It is obvious that many are/will be disappointed with the Obama transition's and future admin's decisions and policies. The pre-election PBS Frontline program illustrated and foreshadowed this by telling the fallout from Obama becoming the Harvard Law Review president. He ended up removing the doubts of the conservative wing and disappointing the liberals. So I have no illusions of Obama being the savior of the liberal agenda. I believe he has and will always follow the prudent and compromising path, not to mention that the current economic and national security concerns will dictate his limited options and no-drama decisions. As you said, in the end, he will disappoint and displease both parties, and I have been ready for a while to accept that as the reality. Obama will set his mark as a politician and a statesman in this fashion, much like Lincoln and FDR, as I can only hope. One thing I do still wonder about him is where will he draw the line and take a stand (e.g. economic stimulus, universal healthcare and the Iraq war) or will his "achievements" be a string of lukewarm compromises and could-have-beens?

My best to you as always,

From: Brian Menard
Sent: Tuesday, January 13, 2009 1:29:01 PM

Agreed on the issue of "the line". He could be a statesman like Lincoln or FDR, or he could merely be a policy production factory like LBJ. As always, time will tell.

Let's hope for the good, and keep doing our part to come together. I think it was Mike Huckabee who said recently that it is good Obama won decisively, so he can clearly be the president for all of us. I think that is one deficit from which Bush could never break free. His Texas record was very much crossing party lines and working in bipartisan fashion, but because there was so much bad blood over 2000 (and even 2004), folks were not inclined to move that way in DC. As I've maintained previously, Obama has a great opportunity that allows him to be a statesman instead of just another politician. There is much he can do to screw that up, and little he can do to keep that opportunity alive.
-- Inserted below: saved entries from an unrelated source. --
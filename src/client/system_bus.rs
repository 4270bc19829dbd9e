use dbus::blocking::Connection;
use dbus::strings::{BusName, Path};
use dbus::Message;
use log::{debug, info};
use std::time::Duration;

use crate::client::reply::DbusReply;
use crate::decoder;
use crate::error::{ConnectionError, QueryError};
use crate::models::{SensorDescriptor, SensorRecord};
use crate::query::SensorBus;

pub const PROPERTIES_INTERFACE: &str = "org.freedesktop.DBus.Properties";
pub const GET_ALL_METHOD: &str = "GetAll";

/// Blocking connection to the system message bus.
pub struct SystemBus {
    conn: Connection,
    timeout: Duration,
}

impl SystemBus {
    pub fn connect(timeout: Duration) -> Result<Self, ConnectionError> {
        let conn = Connection::new_system()?;
        info!("Connected to system bus");
        Ok(Self { conn, timeout })
    }

    /// Issue `GetAll("")` against the sensor object and wait for the reply.
    pub fn get_all(&self, desc: &SensorDescriptor) -> Result<Message, QueryError> {
        let call = get_all_call(desc)?;
        debug!("GetAll {} on {}", desc.object, desc.service);
        self.conn
            .channel()
            .send_with_reply_and_block(call, self.timeout)
            .map_err(|source| QueryError::Call {
                object: desc.object.clone(),
                source,
            })
    }
}

impl SensorBus for SystemBus {
    fn read_sensor(&self, desc: &SensorDescriptor) -> Result<SensorRecord, QueryError> {
        let reply = self.get_all(desc)?;
        let mut stream = DbusReply::new(&reply);
        let record = decoder::decode(&mut stream, &desc.object)?;
        Ok(record)
    }
}

/// Build the method call for fetching every property of `desc`, with an
/// empty interface filter.
pub fn get_all_call(desc: &SensorDescriptor) -> Result<Message, QueryError> {
    let invalid = |reason: String| QueryError::InvalidDescriptor {
        object: desc.object.clone(),
        reason,
    };

    let service = BusName::new(desc.service.as_str()).map_err(invalid)?;
    let path = Path::new(desc.object.as_str()).map_err(invalid)?;
    let call = Message::new_method_call(service, path, PROPERTIES_INTERFACE, GET_ALL_METHOD)
        .map_err(invalid)?;

    Ok(call.append1(""))
}
pub mod client;
pub mod config;
pub mod decoder;
pub mod error;
pub mod formatter;
pub mod models;
pub mod protocol;
pub mod query;

use crate::client::SystemBus;
use crate::config::AppConfig;
use crate::query::QuerySummary;
use anyhow::Context;
use log::{debug, info};
use std::io;

/// Connect to the system bus and print every configured sensor matching
/// `sensor_type`. Only a failed connection is an error; sensors that cannot
/// be read are reported in the output and counted in the summary.
pub fn run(config: &AppConfig, sensor_type: Option<&str>) -> anyhow::Result<QuerySummary> {
    info!("Starting sensor query");
    debug!("{} sensors configured", config.sensors.len());

    let bus = SystemBus::connect(config.bus.timeout)?;

    let stdout = io::stdout();
    let mut out = stdout.lock();
    let summary = query::print_sensors(
        &bus,
        &config.sensors,
        &config.bus.namespace,
        sensor_type,
        &mut out,
    )
    .context("Failed to write sensor output")?;

    info!(
        "Queried sensors: {} printed, {} failed, {} filtered",
        summary.printed, summary.failed, summary.filtered
    );
    Ok(summary)
}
So far, I've got to give him credit for sticking to the harder, higher, better path.

Onward...e pluribus unum, meus amicus.

From: Young H. Kim
Sent: Wednesday, January 14, 2009 1:41 PM

And you know I have to respond as to the following:

1) LBJ the "policy production factory"? I suppose you refer to the War on Poverty/Great Society (and the Vietnam War to a certain extent), as many conservatives pinpoint that as the great downward spiral into a welfare society. Would you include the Civil Rights Act as a product of that factory as well? That seriously demeans the accomplishment, which was a landmark legislation in US history, wouldn't you say?

2) Dubya had many, many chances to "cross party lines", especially after 9/11 when the political support was overwhelmingly behind him and our nation. But what were his bipartisan iniatives to reach out to Dems? I don't agree that he wasn't given a chance (let alone how he ascended to the presidency); he squandered it, mainly with the ill-conceived Iraq War. I'm sure there will be many a Dubya apologist in the next few years (e.g. no terrorist attacks since 9/11, etc.), but really there's not much there in terms of what he accomplished over two terms, and certainly not in a bipartisan mode. The country is worse off by his administration in all aspects.

I must say that there are plenty of GOPers and conservatives who definitely are breathing a collective sigh of relief that they are not running show and not (necessarily) directly responsible for cleaning up and fixing all of the current problems.

"What is past is prologue"...let's look to the future but not forget how we got here.

From: Brian Menard
Sent: Wednesday, January 14, 2009 6:16:14 PM

No intent to demean any of the legislation itself (I'll spare the debate over the failure of the Great Society, and will remind you that the civil rights legislation passed in the 1960s was passed only with the help of congressional Republicans over the opposition of many leaders among congressional Democrats who had stopped it up in committee for years), nor to take away from LBJ's acumen as an accomplished legislator. Remember that he was the Senate Majority Leader before he went to the executive branch. My intent was to distinguish LBJ's legislative style (figure out what we can pass and get it passed) from statemanlike leadership. Much of LBJ's agenda he inherited from the Kennedy administration, rather than initiating it himself. LBJ, bigoted Texan that he was, never would have pushed for the Civil Rights Act - or the Voting Rights Act, which you left off your list - from his own moral volition. What he cared about more than the details of policy was legislative accomplishment, whatever the details needed to make things work out. Speaking as a political scientist, not as a partisan, prioritizing legislative accomplishment is often antithetical to statemanship, and vice versa.